You would know that the last thing on my mind was my upcoming essay

that would never be written anymore.

You’d know because the last thing I had written were in my notes:

‘Establish measure for identity formation’ 30 October 2015, 11.31 am.

And you’d know that I was glad to have been making progress with my essay.

My last spoken words would have been ‘Teh, Dabao.’ Then ‘Xie Xie.’ She would have been the last person I talked to.

My last meal would have been a waffle, with peanut butter generously slathered over the crispy squared wells.

The last traces I had left behind would have been a great irony. I left behind a neat dorm room with my bed all made and the floor swept. I would have left tidily.

The last song I would have sung was the tenor two part of Pentatonix’s ‘Cheerleader’ with the acapella group last night. At least we’d finish it. Our group still doesn’t have a name, and I would never know what they’d pick or what they would sing next.

The last thing I would have laughed about was over my bad accents with my roommate last night.

The last thing I would have read was Alvin Pang’s ‘Candles’. My roommate and I did a reading. It was funny.

The last thing I would have properly written was a poem to a very stressed out friend.

The last email I would have received was a short one liner notification from a reader prompting me to continue my fanfiction.

The last dream I would have had was of being a G.I Joe rescuing Orla Fallon from a war concentration camp.

The last piece I would have played on the piano would have been Matt Redman’s ‘Endless Hallelujah.’
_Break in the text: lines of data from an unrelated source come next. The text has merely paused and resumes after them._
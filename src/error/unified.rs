//! Unified error classification.

use serde::{Deserialize, Serialize};

/// Broad error category for routing recovery logic.
#[derive(Debug, Clone, Copy, PartialEq, Eq, Serialize, Deserialize)]
#[serde(rename_all = "snake_case")]
pub enum ErrorCategory {
    Validation,
    Permission,
    RateLimit,
    Server,
    Provider,
    Storage,
    Configuration,
    Serialization,
    ToolExecution,
    Canceled,
    Unknown,
}

/// HTTP statuses a provider may answer with that are worth retrying.
///
/// 529 is the "overloaded" status some providers use in addition to 503.
pub const RETRYABLE_STATUSES: [u16; 6] = [429, 500, 502, 503, 504, 529];

/// Whether a provider status code is transient.
pub fn is_retryable_status(status: u16) -> bool {
    RETRYABLE_STATUSES.contains(&status)
}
The last verse I would have read was John 20:30-31. It had been the verse of the day.

If I had died on the train this morning

I would have missed the bachelorette’s dinner we were throwing for our cousin tonight.
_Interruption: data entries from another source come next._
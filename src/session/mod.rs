//! Assistant message and part model, plus the session store the turn engine
//! persists through.

use async_trait::async_trait;
use serde::{Deserialize, Serialize};
use serde_json::{json, Value};

use crate::bus::{events, EventBus};
use crate::error::{ErrorCategory, KilnError, Result};
use crate::storage::Storage;

/// Current wall-clock time in unix milliseconds.
pub fn now_millis() -> i64 {
    chrono::Utc::now().timestamp_millis()
}

#[derive(Debug, Clone, Copy, Default, PartialEq, Eq, Serialize, Deserialize)]
pub struct TimeSpan {
    pub start: i64,
    #[serde(default, skip_serializing_if = "Option::is_none")]
    pub end: Option<i64>,
}

impl TimeSpan {
    pub fn starting_now() -> Self {
        Self {
            start: now_millis(),
            end: None,
        }
    }
}

/// File or image returned alongside a tool result.
#[derive(Debug, Clone, PartialEq, Eq, Serialize, Deserialize)]
pub struct Attachment {
    pub mime: String,
    pub url: String,
    #[serde(default, skip_serializing_if = "Option::is_none")]
    pub filename: Option<String>,
}

/// Lifecycle of a tool call: `pending -> running -> completed | error`.
#[derive(Debug, Clone, PartialEq, Serialize, Deserialize)]
#[serde(tag = "status", rename_all = "lowercase")]
pub enum ToolState {
    Pending {
        input: Value,
        /// Raw argument text streamed so far.
        #[serde(default)]
        raw: String,
    },
    Running {
        input: Value,
        #[serde(default, skip_serializing_if = "Option::is_none")]
        title: Option<String>,
        #[serde(default, skip_serializing_if = "Option::is_none")]
        metadata: Option<Value>,
        time: TimeSpan,
    },
    Completed {
        input: Value,
        output: String,
        title: String,
        metadata: Value,
        #[serde(default, skip_serializing_if = "Vec::is_empty")]
        attachments: Vec<Attachment>,
        time: TimeSpan,
    },
    Error {
        input: Value,
        error: String,
        #[serde(default, skip_serializing_if = "Option::is_none")]
        metadata: Option<Value>,
        time: TimeSpan,
    },
}

impl ToolState {
    pub fn pending() -> Self {
        Self::Pending {
            input: json!({}),
            raw: String::new(),
        }
    }

    pub fn status(&self) -> &'static str {
        match self {
            Self::Pending { .. } => "pending",
            Self::Running { .. } => "running",
            Self::Completed { .. } => "completed",
            Self::Error { .. } => "error",
        }
    }

    pub fn is_terminal(&self) -> bool {
        matches!(self, Self::Completed { .. } | Self::Error { .. })
    }

    pub fn input(&self) -> &Value {
        match self {
            Self::Pending { input, .. }
            | Self::Running { input, .. }
            | Self::Completed { input, .. }
            | Self::Error { input, .. } => input,
        }
    }

    /// `pending -> running` with the finalized input.
    pub fn start(&mut self, input: Value) -> Result<()> {
        match self {
            Self::Pending { .. } => {
                *self = Self::Running {
                    input,
                    title: None,
                    metadata: None,
                    time: TimeSpan::starting_now(),
                };
                Ok(())
            }
            other => Err(invalid_transition(other, "running")),
        }
    }

    /// `running -> completed`.
    pub fn complete(
        &mut self,
        output: String,
        title: String,
        metadata: Value,
        attachments: Vec<Attachment>,
    ) -> Result<()> {
        match self {
            Self::Running { input, time, .. } => {
                *self = Self::Completed {
                    input: std::mem::take(input),
                    output,
                    title,
                    metadata,
                    attachments,
                    time: TimeSpan {
                        start: time.start,
                        end: Some(now_millis()),
                    },
                };
                Ok(())
            }
            other => Err(invalid_transition(other, "completed")),
        }
    }

    /// `pending | running -> error`.
    pub fn fail(&mut self, error: impl Into<String>, metadata: Option<Value>) -> Result<()> {
        let now = now_millis();
        match self {
            Self::Pending { input, .. } => {
                *self = Self::Error {
                    input: std::mem::take(input),
                    error: error.into(),
                    metadata,
                    time: TimeSpan {
                        start: now,
                        end: Some(now),
                    },
                };
                Ok(())
            }
            Self::Running { input, time, .. } => {
                *self = Self::Error {
                    input: std::mem::take(input),
                    error: error.into(),
                    metadata,
                    time: TimeSpan {
                        start: time.start,
                        end: Some(now),
                    },
                };
                Ok(())
            }
            other => Err(invalid_transition(other, "error")),
        }
    }
}

fn invalid_transition(state: &ToolState, target: &str) -> KilnError {
    KilnError::InvalidState(format!(
        "tool part cannot move from {} to {target}",
        state.status()
    ))
}

#[derive(Debug, Clone, PartialEq, Serialize, Deserialize)]
#[serde(tag = "type", rename_all = "lowercase")]
pub enum PartKind {
    Text {
        text: String,
        #[serde(default, skip_serializing_if = "Option::is_none")]
        time: Option<TimeSpan>,
    },
    Reasoning {
        text: String,
        #[serde(default, skip_serializing_if = "Option::is_none")]
        metadata: Option<Value>,
        time: TimeSpan,
    },
    Tool {
        call_id: String,
        tool: String,
        state: ToolState,
    },
}

/// One increment of assistant output.
#[derive(Debug, Clone, PartialEq, Serialize, Deserialize)]
pub struct Part {
    pub id: String,
    pub session_id: String,
    pub message_id: String,
    #[serde(flatten)]
    pub kind: PartKind,
}

impl Part {
    pub fn tool_state(&self) -> Option<&ToolState> {
        match &self.kind {
            PartKind::Tool { state, .. } => Some(state),
            _ => None,
        }
    }

    pub fn tool_state_mut(&mut self) -> Option<&mut ToolState> {
        match &mut self.kind {
            PartKind::Tool { state, .. } => Some(state),
            _ => None,
        }
    }

    pub fn tool_name(&self) -> Option<&str> {
        match &self.kind {
            PartKind::Tool { tool, .. } => Some(tool),
            _ => None,
        }
    }

    pub fn text(&self) -> Option<&str> {
        match &self.kind {
            PartKind::Text { text, .. } | PartKind::Reasoning { text, .. } => Some(text),
            PartKind::Tool { .. } => None,
        }
    }
}

/// Token accounting for one message.
#[derive(Debug, Clone, Copy, Default, PartialEq, Eq, Serialize, Deserialize)]
pub struct Usage {
    pub input: u64,
    pub output: u64,
    pub reasoning: u64,
    pub cache_read: u64,
    pub cache_write: u64,
}

impl Usage {
    pub fn add(&mut self, other: &Usage) {
        self.input += other.input;
        self.output += other.output;
        self.reasoning += other.reasoning;
        self.cache_read += other.cache_read;
        self.cache_write += other.cache_write;
    }

    /// Tokens occupying the context window.
    pub fn context_tokens(&self) -> u64 {
        self.input + self.output + self.cache_read
    }
}

#[derive(Debug, Clone, PartialEq, Serialize, Deserialize)]
pub struct MessageError {
    pub kind: ErrorCategory,
    pub message: String,
}

impl From<&KilnError> for MessageError {
    fn from(err: &KilnError) -> Self {
        Self {
            kind: err.category(),
            message: err.to_string(),
        }
    }
}

#[derive(Debug, Clone, Copy, Default, PartialEq, Eq, Serialize, Deserialize)]
pub struct MessageTime {
    pub created: i64,
    #[serde(default, skip_serializing_if = "Option::is_none")]
    pub completed: Option<i64>,
}

#[derive(Debug, Clone, PartialEq, Serialize, Deserialize)]
pub struct AssistantMessage {
    pub id: String,
    pub session_id: String,
    #[serde(default, skip_serializing_if = "Option::is_none")]
    pub parent_id: Option<String>,
    pub time: MessageTime,
    #[serde(default, skip_serializing_if = "Option::is_none")]
    pub finish: Option<String>,
    #[serde(default, skip_serializing_if = "Option::is_none")]
    pub error: Option<MessageError>,
    #[serde(default)]
    pub usage: Usage,
    #[serde(default)]
    pub cost: f64,
}

impl AssistantMessage {
    pub fn new(id: impl Into<String>, session_id: impl Into<String>) -> Self {
        Self {
            id: id.into(),
            session_id: session_id.into(),
            parent_id: None,
            time: MessageTime {
                created: now_millis(),
                completed: None,
            },
            finish: None,
            error: None,
            usage: Usage::default(),
            cost: 0.0,
        }
    }
}

/// Session activity published on `session.status`.
#[derive(Debug, Clone, PartialEq, Serialize, Deserialize)]
#[serde(tag = "type", rename_all = "lowercase")]
pub enum SessionStatus {
    Idle,
    Busy,
    Retry {
        attempt: u32,
        message: String,
        /// Unix millis of the next attempt.
        next: i64,
    },
}

pub fn publish_status(bus: &EventBus, session_id: &str, status: &SessionStatus) {
    let published = serde_json::to_value(status)
        .map_err(KilnError::from)
        .and_then(|status| {
            bus.publish(
                events::SESSION_STATUS,
                json!({ "session_id": session_id, "status": status }),
            )
        });
    if let Err(err) = published {
        tracing::warn!(session_id, error = %err, "failed to publish session status");
    }
}

/// Upserts for parts and messages; implementations notify observers.
#[async_trait]
pub trait SessionStore: Send + Sync {
    /// Persist `part`; `delta` carries the text appended since the last update.
    async fn update_part(&self, part: &Part, delta: Option<&str>) -> Result<()>;

    async fn update_message(&self, message: &AssistantMessage) -> Result<()>;

    /// Parts of a message ordered by id.
    async fn parts(&self, message_id: &str) -> Result<Vec<Part>>;

    async fn message(&self, session_id: &str, message_id: &str) -> Result<AssistantMessage>;
}

/// [`SessionStore`] over [`Storage`], publishing update events on the bus.
#[derive(Debug, Clone)]
pub struct StorageSessionStore {
    storage: Storage,
    bus: EventBus,
}

impl StorageSessionStore {
    pub fn new(storage: Storage, bus: EventBus) -> Self {
        Self { storage, bus }
    }

    pub fn storage(&self) -> &Storage {
        &self.storage
    }
}

#[async_trait]
impl SessionStore for StorageSessionStore {
    async fn update_part(&self, part: &Part, delta: Option<&str>) -> Result<()> {
        self.storage
            .write(&["part", &part.message_id, &part.id], part)
            .await?;
        let mut properties = json!({ "part": part });
        if let Some(delta) = delta {
            properties["delta"] = json!(delta);
        }
        self.bus.publish(events::MESSAGE_PART_UPDATED, properties)
    }

    async fn update_message(&self, message: &AssistantMessage) -> Result<()> {
        self.storage
            .write(&["message", &message.session_id, &message.id], message)
            .await?;
        self.bus
            .publish(events::MESSAGE_UPDATED, json!({ "info": message }))
    }

    async fn parts(&self, message_id: &str) -> Result<Vec<Part>> {
        let keys = self.storage.list(&["part", message_id]).await?;
        let mut parts = Vec::with_capacity(keys.len());
        for key in keys {
            let key: Vec<&str> = key.iter().map(String::as_str).collect();
            parts.push(self.storage.read::<Part>(&key).await?);
        }
        parts.sort_by(|a, b| a.id.cmp(&b.id));
        Ok(parts)
    }

    async fn message(&self, session_id: &str, message_id: &str) -> Result<AssistantMessage> {
        self.storage.read(&["message", session_id, message_id]).await
    }
}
I would have missed tomorrow’s band practice and music ministry day.

I would have missed the wushu competition.

I would have missed serving on Sunday.

I would have missed all the exams till December.

I would have missed the end of semester barbecue.

I would have missed the acapella practices on Thursdays.

I would have missed Christmas and all the partying that happens at Christmas.

I would have missed my overseas exchange the next year.

I would have missed out on love. I would have missed out on life.

I would have missed out.

So many things would suddenly become so important

If I died on the train this morning.

You would know all that I’d left behind,

you could still pick up the pieces

but I would never know

if I died on the train this morning

if I died,

would you cry?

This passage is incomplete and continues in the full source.